Want to create a stunning outdoor space while working on a budget? Follow GYO’s handy tips for a picture-perfect plot
Start from the beginning
Grow edibles and flowers from seed or choose plug plants instead of mature plants. Growing from seed is much cheaper, and you’ll get a lot of veg for your money with the right patience and care. Alternatively, plug plants ensure seeds have passed the difficult germination stage and stand a much better chance of survival than transplanted mature plants. Either option is cheaper and ensures more bang for your buck. See page 114 for more on the benefits of plug plants.
Choose what lasts
When it comes to selecting the plants you want in your garden, it’s worth considering which will be with you the longest. Perennials are a great investment because they reward you with harvests year after year. They can also be really attractive, with a range of shapes and colours to suit every garden. Globe artichokes, for example, produce ornate flowers which add detail to any flower border, and asparagus can provide delicious spears for over 20 years. Another option to consider is fruit trees
or bushes. If you’re starting from scratch, you’ll need to be patient, but it’ll be worth it – after the initial wait for cropping, they’ll produce bundles of fruit for years. Like many other perennials, fruit trees can also bring decoration to the garden – especially when blossoms arrive each spring!
If you’re a keen sower, you might like to save your own seed. You can collect and dry seed from a range of edibles at the end of their growing season, and this will save you the cost of buying new packets the following year. Plus, saving seed from your favourite varieties, particularly those that are heritage or heirloom, ensures you are continuing the lineage of some extra special crops. Just make sure you store the seed correctly, in a paper bag inside an airtight, moisture-free container, so your hard work doesn’t go to waste! Using seed from your own plot will reduce your carbon footprint, too.
Like seed saving, propagating new plants from cuttings can be a really effective way of producing lots of plants at no extra cost. Taking cuttings is one of the most common methods, but you can also graft or divide your plants to create healthy clones.
Make the most of climbers
From an aesthetic point of view, climbers are perfect for beautifying any garden on a budget. Growing edibles like runner beans up trellises means delicious harvests accompanied by delightful blooms. It’s a great way to fill vertical space in the garden with the added bonus of tasty crops. If you’re looking for decoration alone, try wisteria and other attractive blooms that will add interest to walls and fences. They’re easy to grow, and with the right maintenance and care, you’ll have a beautiful budget garden.
Keeping your tools in good condition can save unnecessary expenditure on new ones, and you can keep them looking tip- top in a number of cheap ways. A bucket of sand and linseed oil, for example, can work wonders at preserving the condition of your equipment. Ensuring your tools are stored away, sheltered from the
elements, will also decrease the likelihood of degradation. Keep your tools well-oiled and sharpened if necessary, too.

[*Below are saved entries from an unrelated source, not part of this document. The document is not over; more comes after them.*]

use crate::{
    analyzer::{AnalysisOrigin, Analyzer},
    config::Config,
    error::Result,
    extractor::Extractor,
    record::AnalysisRecord,
    source::read_source,
    store::DocumentStore,
};
use serde::Serialize;
use std::time::{Duration, Instant};
use tracing::{debug, error, info, instrument, warn};

/// Statistics collected during pipeline execution.
#[derive(Debug, Clone, Default, Serialize)]
pub struct PipelineStats {
    /// Test functions extracted from the source file
    pub functions_found: usize,

    /// Records taken verbatim from the model
    pub from_model: usize,

    /// Records with some fields synthesized
    pub repaired: usize,

    /// Records synthesized entirely from the function body
    pub synthesized: usize,

    /// Generic records
    pub fallback: usize,

    /// Documents written to the store
    pub stored: usize,

    /// Documents the store rejected
    pub store_failures: usize,

    /// Total execution time
    pub duration: Duration,

    /// Time spent reading and extracting
    pub extract_duration: Duration,

    /// Time spent generating and repairing
    pub analyze_duration: Duration,

    /// Time spent writing
    pub store_duration: Duration,

    /// Store the documents went to
    pub store_name: String,
}

impl PipelineStats {
    fn count(&mut self, origin: AnalysisOrigin) {
        match origin {
            AnalysisOrigin::Model => self.from_model += 1,
            AnalysisOrigin::Repaired => self.repaired += 1,
            AnalysisOrigin::Synthesized => self.synthesized += 1,
            AnalysisOrigin::Fallback => self.fallback += 1,
        }
    }

    /// Number of records produced, whatever their origin.
    #[must_use]
    pub const fn analyzed(&self) -> usize {
        self.from_model + self.repaired + self.synthesized + self.fallback
    }

    /// Prints a human-readable summary to stdout.
    pub fn print_summary(&self) {
        println!("\n╔═══════════════════════════════════════════════════════╗");
        println!("║            Test Analysis Summary                      ║");
        println!("╠═══════════════════════════════════════════════════════╣");
        println!(
            "║ Functions Found:      {:>8}                        ║",
            self.functions_found
        );
        println!(
            "║   - From model:       {:>8}                        ║",
            self.from_model
        );
        println!(
            "║   - Repaired:         {:>8}                        ║",
            self.repaired
        );
        println!(
            "║   - Synthesized:      {:>8}                        ║",
            self.synthesized
        );
        println!(
            "║   - Generic:          {:>8}                        ║",
            self.fallback
        );
        println!("║                                                       ║");
        println!(
            "║ Documents Stored:     {:>8}  ({:<10})          ║",
            self.stored, self.store_name
        );
        println!(
            "║ Store Failures:       {:>8}                        ║",
            self.store_failures
        );
        println!("║                                                       ║");
        println!("║ Timing Breakdown:                                     ║");
        println!(
            "║   - Extracting:       {:>8.2}s                     ║",
            self.extract_duration.as_secs_f64()
        );
        println!(
            "║   - Analyzing:        {:>8.2}s                     ║",
            self.analyze_duration.as_secs_f64()
        );
        println!(
            "║   - Storing:          {:>8.2}s                     ║",
            self.store_duration.as_secs_f64()
        );
        println!(
            "║   - Total:            {:>8.2}s                     ║",
            self.duration.as_secs_f64()
        );
        println!("╚═══════════════════════════════════════════════════════╝\n");
    }
}

/// Runs extraction, analysis and storage over one source file.
pub struct Pipeline {
    config: Config,
    extractor: Extractor,
    analyzer: Analyzer,
    store: Box<dyn DocumentStore>,
}

impl Pipeline {
    /// Creates a pipeline with the generator and store named by `config`.
    ///
    /// # Errors
    ///
    /// Returns an error if:
    /// - Configuration validation fails
    /// - The generator or store cannot be created
    pub fn new(config: Config) -> Result<Self> {
        config.validate()?;

        let analyzer = Analyzer::new(&config)?;
        let store = config.store.kind.create(&config.store)?;
        Self::with_parts(config, analyzer, store)
    }

    /// Creates a pipeline around an existing analyzer and store.
    ///
    /// # Errors
    ///
    /// Returns an error if the function prefix cannot form a pattern.
    pub fn with_parts(
        config: Config,
        analyzer: Analyzer,
        store: Box<dyn DocumentStore>,
    ) -> Result<Self> {
        let extractor = Extractor::new(&config.function_prefix)?;
        Ok(Self {
            config,
            extractor,
            analyzer,
            store,
        })
    }

    /// Executes the pipeline and returns statistics.
    ///
    /// # Process
    ///
    /// 1. **Extract**: reads the source file and splits out test functions
    /// 2. **Analyze**: asks the model, repairing or synthesizing as needed
    /// 3. **Store**: upserts one document per function, keyed by name
    ///
    /// Documents are written as soon as each function is analyzed, so a
    /// failure part way through keeps the earlier ones.
    ///
    /// # Errors
    ///
    /// Returns an error only if the source file cannot be read. Store
    /// failures are logged and counted.
    ///
    /// # Examples
    ///
    /// ```no_run
    /// use testlens::{Config, Pipeline};
    ///
    /// # fn main() -> anyhow::Result<()> {
    /// let config = Config::builder()
    ///     .source_file("test_file.py")
    ///     .build()?;
    ///
    /// let stats = Pipeline::new(config)?.run()?;
    /// stats.print_summary();
    /// # Ok(())
    /// # }
    /// ```
    #[instrument(skip(self), fields(source = %self.config.source_file.display()))]
    pub fn run(mut self) -> Result<PipelineStats> {
        let start_time = Instant::now();
        let mut stats = PipelineStats {
            store_name: self.store.name().to_string(),
            ..PipelineStats::default()
        };

        info!("Stage 1/3: Extracting test functions...");
        let extract_start = Instant::now();
        let text = read_source(&self.config.source_file)?;
        let units = self.extractor.extract(&text);
        stats.extract_duration = extract_start.elapsed();
        stats.functions_found = units.len();

        if units.is_empty() {
            warn!("No test functions found in the file.");
            stats.duration = start_time.elapsed();
            return Ok(stats);
        }

        info!(
            "✓ Found {} test function(s) in {:.2}s",
            units.len(),
            stats.extract_duration.as_secs_f64()
        );

        info!("Stage 2/3 and 3/3: Analyzing and storing...");
        for unit in &units {
            info!("Analyzing function: {}", unit.name);

            let analyze_start = Instant::now();
            let analysis = self.analyzer.analyze(unit);
            stats.analyze_duration += analyze_start.elapsed();
            stats.count(analysis.origin);
            debug!("{} analyzed ({:?})", unit.name, analysis.origin);

            let document = analysis.record.to_document(&self.config.record_key);

            let store_start = Instant::now();
            let written = self.store.upsert(&unit.name, &document);
            stats.store_duration += store_start.elapsed();

            match written {
                Ok(()) => {
                    stats.stored += 1;
                    info!("Successfully stored analysis for {}", unit.name);
                    log_preview(&analysis.record);
                }
                Err(e) => {
                    stats.store_failures += 1;
                    error!("Failed to store analysis for {}: {}", unit.name, e);
                }
            }
        }

        stats.duration = start_time.elapsed();

        info!(
            "✓ Stored {}/{} document(s) in {:.2}s",
            stats.stored,
            stats.functions_found,
            stats.duration.as_secs_f64()
        );

        Ok(stats)
    }
}

fn log_preview(record: &AnalysisRecord) {
    info!("  Description: {}", preview(&record.description, 100));
    info!("  Steps: {} step(s) identified", record.steps.len());
    info!(
        "  Dependencies: {}",
        if record.functions_dependencies.is_empty() {
            "none".to_string()
        } else {
            record.functions_dependencies.join(", ")
        }
    );
}

fn preview(text: &str, max_chars: usize) -> String {
    if text.chars().count() <= max_chars {
        return text.to_string();
    }
    let cut: String = text.chars().take(max_chars).collect();
    format!("{cut}...")
}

Consider marking out bark or gravel paths in your garden. This will enable you to access veg beds and other areas of your garden without treading on the soil, and with the range of different shapes and colours available, it can really make an attractive addition to the plot. Plus, it’s a fantastic pest repellent – slugs and snails don’t enjoy trekking across the lumps and bumps of a jagged path, so utilising this material around areas with vulnerable crops can keep them safe from hungry appetites. See if any local garden or building supply centres have cheap or reduced bags available – gravel lasts, and can be moved around the garden, making it a great investment.